Temuan yang tak pernah terbayangkan sebelumnya juga menyentuh diskursus biologi manusia, berkembangnya bioteknologi menuai diskurus baru dalam peradaban yang dirorong oleh kemajuan rasionalitas manusia. Sebagai contoh, datangnya bioteknologi inseminasi buatan (bayi tabung) tidak hanya mengundang decak kagum, namun juga menimbulkan dampak personal manusia, teknik inseminasi buatan ini telah diaplikasikan secara luas di Eropa, Jepang, Amerika dan Australia.
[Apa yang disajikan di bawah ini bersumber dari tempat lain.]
//! Discovery of source units under the input root.

use std::path::Path;

use spire_source::SourceUnit;
use tracing::{debug, warn};
use walkdir::WalkDir;

use crate::error::BuildError;

/// Recursively collects every recognized file below `root`.
///
/// Units are returned in file-name order. Unrecognized files are skipped,
/// as is `exclude` (typically an output root nested inside the input root).
/// Unreadable subdirectories are logged and skipped; only an unreadable
/// `root` is an error.
pub fn discover(root: &Path, exclude: Option<&Path>) -> Result<Vec<SourceUnit>, BuildError> {
    std::fs::read_dir(root).map_err(|source| BuildError::InputRoot {
        path: root.to_path_buf(),
        source,
    })?;

    let mut units = Vec::new();
    let walker = WalkDir::new(root)
        .follow_links(true)
        .sort_by_file_name()
        .into_iter()
        .filter_entry(|entry| exclude.map_or(true, |ex| entry.path() != ex));
    for entry in walker {
        let entry = match entry {
            Ok(entry) => entry,
            Err(e) => {
                warn!("skipping unreadable entry: {e}");
                continue;
            }
        };
        if !entry.file_type().is_file() {
            continue;
        }
        match SourceUnit::from_path(root, entry.path()) {
            Some(unit) => units.push(unit),
            None => debug!(path = %entry.path().display(), "ignoring unrecognized file"),
        }
    }
    Ok(units)
}
//! Compiler invocation and the compilation dispatcher.
//!
//! The [`Compiler`] trait is the seam between the build pipeline and the
//! external shader toolchains. [`ProcessCompiler`] drives `slangc` and
//! `glslangValidator` as child processes; tests substitute scripted
//! implementations. The [`Dispatcher`] wraps a compiler with the artifact
//! and manifest bookkeeping every build job needs.

#![warn(missing_docs)]

pub mod discovery;
pub mod dispatch;
pub mod error;
pub mod invocation;
pub mod process;
pub mod toolchain;

pub use discovery::{DependencyDiscovery, IncludeNoticeParser, LineDirectiveParser};
pub use dispatch::{Dispatched, Dispatcher};
pub use error::{CompileError, DiscoveryError};
pub use invocation::{CompileRequest, Compiler, ToolOutput};
pub use process::ProcessCompiler;
pub use toolchain::{ToolchainConfig, SDK_ENV_VAR};
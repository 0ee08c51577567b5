//! Resolved settings for the external compiler executables.

use std::path::{Path, PathBuf};
use std::time::Duration;

/// Environment variable naming the Vulkan SDK installation.
pub const SDK_ENV_VAR: &str = "VULKAN_SDK";

/// Everything needed to invoke the shader compilers.
///
/// Resolved once by the caller and handed to [`ProcessCompiler`](crate::ProcessCompiler);
/// nothing here is read from the environment implicitly.
#[derive(Clone, Debug, PartialEq, Eq)]
pub struct ToolchainConfig {
    /// The `slangc` executable.
    pub slangc: PathBuf,
    /// The `glslangValidator` executable.
    pub glslang: PathBuf,
    /// Slang profile, e.g. `glsl_460`.
    pub profile: String,
    /// glslang target environment, e.g. `vulkan1.3`.
    pub target_env: String,
    /// Emit debug information into artifacts.
    pub debug_info: bool,
    /// Marker word preceding each path in `slangc -output-includes`.
    pub include_notice: String,
    /// Upper bound on a single compiler invocation.
    pub timeout: Option<Duration>,
}

impl Default for ToolchainConfig {
    fn default() -> Self {
        Self {
            slangc: PathBuf::from(executable("slangc")),
            glslang: PathBuf::from(executable("glslangValidator")),
            profile: "glsl_460".to_string(),
            target_env: "vulkan1.3".to_string(),
            debug_info: true,
            include_notice: "include".to_string(),
            timeout: None,
        }
    }
}

impl ToolchainConfig {
    /// Defaults with both executables taken from `<sdk>/bin`.
    pub fn from_sdk(sdk: &Path) -> Self {
        let bin = sdk.join("bin");
        Self {
            slangc: bin.join(executable("slangc")),
            glslang: bin.join(executable("glslangValidator")),
            ..Self::default()
        }
    }
}

fn executable(name: &str) -> String {
    format!("{name}{}", std::env::consts::EXE_SUFFIX)
}

#[cfg(test)]
mod tests {
    use super::*;

    #[test]
    fn defaults_use_path_lookup() {
        let tc = ToolchainConfig::default();
        assert!(tc.slangc.starts_with("slangc"));
        assert_eq!(tc.slangc.parent(), Some(Path::new("")));
        assert_eq!(tc.profile, "glsl_460");
        assert_eq!(tc.target_env, "vulkan1.3");
        assert!(tc.debug_info);
        assert_eq!(tc.timeout, None);
    }

    #[test]
    fn from_sdk_uses_bin_dir() {
        let tc = ToolchainConfig::from_sdk(Path::new("/opt/vulkan"));
        assert!(tc.slangc.starts_with("/opt/vulkan/bin"));
        assert!(tc.glslang.starts_with("/opt/vulkan/bin"));
        assert_eq!(tc.include_notice, "include");
    }
}
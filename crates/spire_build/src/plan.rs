//! Expansion of discovered units into build jobs.

use std::collections::BTreeMap;
use std::path::{Path, PathBuf};

use serde::Serialize;
use spire_source::{SourceLanguage, SourceUnit};
use spire_variants::{variants_for, BuildVariant};

/// One (unit, variant) pair: a single compiler invocation producing one artifact.
#[derive(Clone, Debug, PartialEq, Eq, Serialize)]
pub struct BuildJob {
    /// Source file to compile.
    pub source: PathBuf,
    /// Source path relative to the input root.
    pub relative: PathBuf,
    /// Backend language.
    pub language: SourceLanguage,
    /// Defines, entry point and stage.
    pub variant: BuildVariant,
    /// Output binary.
    pub artifact: PathBuf,
}

/// Expands `units` into jobs writing below `output_root`.
///
/// Include-only units contribute nothing.
pub fn plan_jobs(units: &[SourceUnit], output_root: &Path) -> Vec<BuildJob> {
    units
        .iter()
        .filter_map(|unit| unit.language().map(|language| (unit, language)))
        .flat_map(|(unit, language)| {
            variants_for(unit, output_root)
                .into_iter()
                .map(move |planned| BuildJob {
                    source: unit.path.clone(),
                    relative: unit.relative.clone(),
                    language,
                    variant: planned.variant,
                    artifact: planned.artifact,
                })
        })
        .collect()
}

/// Artifacts claimed by more than one job, each with the sources claiming it.
///
/// `materials/metal.slang` and `materials/metal_shadow.vert` both map to
/// `metal_shadow.vert.spv`, for example. None of the claimants may be built.
pub fn artifact_conflicts(jobs: &[BuildJob]) -> BTreeMap<&Path, Vec<&Path>> {
    let mut claims: BTreeMap<&Path, Vec<&Path>> = BTreeMap::new();
    for job in jobs {
        claims
            .entry(job.artifact.as_path())
            .or_default()
            .push(job.relative.as_path());
    }
    claims.retain(|_, sources| sources.len() > 1);
    claims
}
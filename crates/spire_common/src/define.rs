//! Preprocessor macro definitions passed to the shader compilers.

use serde::{Deserialize, Serialize};
use std::collections::BTreeMap;
use std::fmt;

/// A set of preprocessor macro assignments with unique names.
///
/// Backed by an ordered map so that command lines built from a set are
/// deterministic. Inserting an existing name replaces its value.
#[derive(Clone, Debug, Default, PartialEq, Eq, Serialize, Deserialize)]
pub struct DefineSet(BTreeMap<String, String>);

/// A macro name that is not a valid preprocessor identifier.
#[derive(Debug, Clone, PartialEq, Eq, thiserror::Error)]
#[error("invalid macro name '{name}'")]
pub struct InvalidDefineError {
    /// The rejected name.
    pub name: String,
}

impl DefineSet {
    /// Creates an empty define set.
    pub fn new() -> Self {
        Self::default()
    }

    /// Builds a set where each name is defined to `1`.
    pub fn from_flags<'a>(
        names: impl IntoIterator<Item = &'a str>,
    ) -> Result<Self, InvalidDefineError> {
        let mut set = Self::new();
        for name in names {
            set.insert(name, "1")?;
        }
        Ok(set)
    }

    /// Defines `name` to `value`, replacing any previous value.
    pub fn insert(
        &mut self,
        name: impl Into<String>,
        value: impl Into<String>,
    ) -> Result<(), InvalidDefineError> {
        let name = name.into();
        if !is_identifier(&name) {
            return Err(InvalidDefineError { name });
        }
        self.0.insert(name, value.into());
        Ok(())
    }

    /// Returns the value assigned to `name`.
    pub fn get(&self, name: &str) -> Option<&str> {
        self.0.get(name).map(String::as_str)
    }

    /// Returns `true` if `name` is defined.
    pub fn contains(&self, name: &str) -> bool {
        self.0.contains_key(name)
    }

    /// Number of defined macros.
    pub fn len(&self) -> usize {
        self.0.len()
    }

    /// Returns `true` if no macros are defined.
    pub fn is_empty(&self) -> bool {
        self.0.is_empty()
    }

    /// Iterates `(name, value)` pairs in name order.
    pub fn iter(&self) -> impl Iterator<Item = (&str, &str)> {
        self.0.iter().map(|(k, v)| (k.as_str(), v.as_str()))
    }

    /// Iterates the defined names in order.
    pub fn names(&self) -> impl Iterator<Item = &str> {
        self.0.keys().map(String::as_str)
    }
}

impl fmt::Display for DefineSet {
    fn fmt(&self, f: &mut fmt::Formatter<'_>) -> fmt::Result {
        for (i, (name, value)) in self.iter().enumerate() {
            if i > 0 {
                f.write_str(" ")?;
            }
            write!(f, "{name}={value}")?;
        }
        Ok(())
    }
}

fn is_identifier(name: &str) -> bool {
    let mut chars = name.chars();
    match chars.next() {
        Some(c) if c.is_ascii_alphabetic() || c == '_' => {}
        _ => return false,
    }
    chars.all(|c| c.is_ascii_alphanumeric() || c == '_')
}

#[cfg(test)]
mod tests {
    use super::*;

    #[test]
    fn from_flags_assigns_one() {
        let set = DefineSet::from_flags(["DEPTH_ONLY", "CSM"]).unwrap();
        assert_eq!(set.len(), 2);
        assert_eq!(set.get("DEPTH_ONLY"), Some("1"));
        assert_eq!(set.get("CSM"), Some("1"));
    }

    #[test]
    fn keys_are_unique() {
        let mut set = DefineSet::new();
        set.insert("MASKED", "1").unwrap();
        set.insert("MASKED", "0").unwrap();
        assert_eq!(set.len(), 1);
        assert_eq!(set.get("MASKED"), Some("0"));
    }

    #[test]
    fn iteration_is_sorted() {
        let set = DefineSet::from_flags(["MULTIVIEW", "CSM", "DEPTH_ONLY"]).unwrap();
        let names: Vec<_> = set.names().collect();
        assert_eq!(names, vec!["CSM", "DEPTH_ONLY", "MULTIVIEW"]);
    }

    #[test]
    fn rejects_invalid_names() {
        let mut set = DefineSet::new();
        assert!(set.insert("", "1").is_err());
        assert!(set.insert("1ABC", "1").is_err());
        assert!(set.insert("A-B", "1").is_err());
        let err = set.insert("HAS SPACE", "1").unwrap_err();
        assert_eq!(err.to_string(), "invalid macro name 'HAS SPACE'");
        assert!(set.is_empty());
    }

    #[test]
    fn display_format() {
        let set = DefineSet::from_flags(["RSM", "MASKED"]).unwrap();
        assert_eq!(set.to_string(), "MASKED=1 RSM=1");
        assert_eq!(DefineSet::new().to_string(), "");
    }
}
//! Tree walking, job planning and parallel execution of shader builds.
//!
//! The [`Orchestrator`] turns an input tree into (unit, variant) jobs, asks
//! the staleness evaluator which of them need work, and dispatches those on a
//! bounded rayon pool. Jobs are independent; a failing job never stops the
//! others unless fail-fast is requested.

#![warn(missing_docs)]

pub mod error;
pub mod orchestrator;
pub mod plan;
pub mod report;
pub mod status;
pub mod walker;

pub use error::BuildError;
pub use orchestrator::{BuildOptions, Orchestrator};
pub use plan::{artifact_conflicts, plan_jobs, BuildJob};
pub use report::{BuildReport, JobFailure, JobOutcome, JobWarning, StatusEntry};
pub use status::{plan_tree, tree_status};
pub use walker::discover;
//! Per-artifact dependency manifests.
//!
//! A manifest lives next to its artifact (`lit.spv` → `lit.deps`) and lists,
//! one path per line, every file the compiler read while producing the
//! artifact other than the primary source. It is rewritten wholesale after
//! each successful build and never merged.

use std::collections::BTreeSet;
use std::io::Write;
use std::path::{Path, PathBuf};

use spire_common::MANIFEST_EXTENSION;

use crate::error::CacheError;

/// The set of files an artifact was built from, besides its source.
#[derive(Clone, Debug, Default, PartialEq, Eq)]
pub struct DependencyManifest {
    entries: BTreeSet<PathBuf>,
}

/// Returns the manifest path belonging to `artifact`.
pub fn manifest_path(artifact: &Path) -> PathBuf {
    artifact.with_extension(MANIFEST_EXTENSION)
}

impl DependencyManifest {
    /// Creates an empty manifest.
    pub fn new() -> Self {
        Self::default()
    }

    /// Builds a manifest from dependency paths, dropping duplicates.
    pub fn from_entries(entries: impl IntoIterator<Item = PathBuf>) -> Self {
        Self {
            entries: entries.into_iter().collect(),
        }
    }

    /// Adds a dependency. Returns `false` if it was already listed.
    pub fn insert(&mut self, path: PathBuf) -> bool {
        self.entries.insert(path)
    }

    /// Returns `true` if `path` is listed.
    pub fn contains(&self, path: &Path) -> bool {
        self.entries.contains(path)
    }

    /// Iterates the listed dependencies.
    pub fn entries(&self) -> impl Iterator<Item = &Path> {
        self.entries.iter().map(PathBuf::as_path)
    }

    /// Number of listed dependencies.
    pub fn len(&self) -> usize {
        self.entries.len()
    }

    /// Returns `true` if no dependencies are listed.
    pub fn is_empty(&self) -> bool {
        self.entries.is_empty()
    }

    /// Parses the on-disk text form: one path per line, blank lines ignored.
    pub fn parse(text: &str) -> Result<Self, String> {
        let mut entries = BTreeSet::new();
        for (index, line) in text.lines().enumerate() {
            if line.is_empty() {
                continue;
            }
            if line.contains('\0') {
                return Err(format!("NUL byte on line {}", index + 1));
            }
            entries.insert(PathBuf::from(line));
        }
        Ok(Self { entries })
    }

    /// Renders the on-disk text form.
    ///
    /// Fails for paths that are not UTF-8 or contain a line break, since the
    /// format has no escaping.
    pub fn to_text(&self) -> Result<String, CacheError> {
        let mut text = String::new();
        for path in &self.entries {
            let line = path
                .to_str()
                .filter(|s| !s.is_empty() && !s.contains(&['\n', '\r', '\0'][..]))
                .ok_or_else(|| CacheError::UnrepresentablePath { path: path.clone() })?;
            text.push_str(line);
            text.push('\n');
        }
        Ok(text)
    }

    /// Loads the manifest of `artifact`.
    ///
    /// Returns `Ok(None)` if no manifest exists.
    pub fn load(artifact: &Path) -> Result<Option<Self>, CacheError> {
        let path = manifest_path(artifact);
        let bytes = match std::fs::read(&path) {
            Ok(bytes) => bytes,
            Err(e) if e.kind() == std::io::ErrorKind::NotFound => return Ok(None),
            Err(source) => return Err(CacheError::Io { path, source }),
        };
        let text = String::from_utf8(bytes).map_err(|_| CacheError::MalformedManifest {
            path: path.clone(),
            reason: "invalid UTF-8".to_string(),
        })?;
        Self::parse(&text)
            .map(Some)
            .map_err(|reason| CacheError::MalformedManifest { path, reason })
    }

    /// Writes this manifest for `artifact`, replacing any previous one.
    ///
    /// The text is written to a temporary file in the same directory and
    /// renamed into place, so readers never observe a partial manifest.
    pub fn save(&self, artifact: &Path) -> Result<(), CacheError> {
        let path = manifest_path(artifact);
        let text = self.to_text()?;
        let dir = match path.parent() {
            Some(dir) if !dir.as_os_str().is_empty() => dir,
            _ => Path::new("."),
        };
        let io_err = |source: std::io::Error| CacheError::Io {
            path: path.clone(),
            source,
        };

        let mut tmp = tempfile::Builder::new()
            .prefix(".deps-")
            .tempfile_in(dir)
            .map_err(io_err)?;
        tmp.write_all(text.as_bytes()).map_err(io_err)?;
        tmp.persist(&path).map_err(|e| io_err(e.error))?;
        Ok(())
    }

    /// Deletes the manifest of `artifact`. Returns `false` if there was none.
    pub fn remove(artifact: &Path) -> Result<bool, CacheError> {
        let path = manifest_path(artifact);
        match std::fs::remove_file(&path) {
            Ok(()) => Ok(true),
            Err(e) if e.kind() == std::io::ErrorKind::NotFound => Ok(false),
            Err(source) => Err(CacheError::Io { path, source }),
        }
    }
}
//! Expansion of source units into (variant, artifact path) pairs.

use std::path::{Path, PathBuf};

use serde::Serialize;
use spire_source::{SourceCategory, SourceUnit};

use crate::family::CATALOG;
use crate::variant::BuildVariant;

/// A variant together with the artifact it compiles to.
#[derive(Clone, Debug, PartialEq, Eq, Serialize)]
pub struct PlannedArtifact {
    /// The compilation settings.
    pub variant: BuildVariant,
    /// Where the compiled binary is written.
    pub artifact: PathBuf,
}

/// Expands a material source into the full variant catalog.
///
/// Produces one artifact per stage of every [`VariantFamily`](crate::VariantFamily),
/// named `<material>_<family>.<stage>.spv` inside `output_dir`. The result
/// is the same for every material; the file is never read.
pub fn expand(material: &Path, output_dir: &Path) -> Vec<PlannedArtifact> {
    let stem = material.file_stem().unwrap_or_default();

    CATALOG
        .iter()
        .flat_map(|family| {
            family.stages().iter().map(move |stage| {
                let variant = BuildVariant::for_family(*family, *stage);
                let mut base = stem.to_os_string();
                base.push("_");
                base.push(family.name());
                let artifact = output_dir.join(variant.artifact_file_name(&base));
                PlannedArtifact { variant, artifact }
            })
        })
        .collect()
}

/// Returns every artifact a unit builds, mirrored under `output_root`.
///
/// Include-only units build nothing.
pub fn variants_for(unit: &SourceUnit, output_root: &Path) -> Vec<PlannedArtifact> {
    let output_dir = output_root.join(unit.relative_dir());
    match unit.category {
        SourceCategory::IncludeOnly => Vec::new(),
        SourceCategory::CompositeSource => expand(&unit.relative, &output_dir),
        SourceCategory::ComposableSource | SourceCategory::StageSource => {
            let variant = BuildVariant::implicit(unit.stage());
            let artifact = output_dir.join(variant.artifact_file_name(unit.stem()));
            vec![PlannedArtifact { variant, artifact }]
        }
    }
}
Diskurus belum selesai, gelombang “teknologisasi” dunia manusia melahirkan rekayasa genetika, yakni upaya melakukan perubahan susunan asam nukleat dari DNA, atau bisa juga dikatakan sebagai upaya menyelipkan gen baru ke dalam struktur DNA organisme penerima. Contohnya ialah dengan lahirnya teknologi cloning, sebagian penganut agama menentang perkembangan teknologi ini sebab disangka akan menegasikan peran Tuhan sebagai pencipta manusia. Lahirnya cloning ditolak banyak pihak sebab disangka menimbulkan kerugian besar bagi manusia, baik segi materil maupun psikososial.
Demikianlah arus ilmu pengetahuan berjalan dengan sokongan rasionalitas-empirik, sebagian orang bisa menggerutu dengan keadaan keadaan dewasa ini, namun demikianlah realitas yang terjadi. Dengan derasnya modernisme dan globalisasi serta narasi revolusi industri 4.0 manusia tidak hanya dituntut untuk menemukan kebenaran, namun juga mencari “alat” untuk menggapai kebijaksanaan.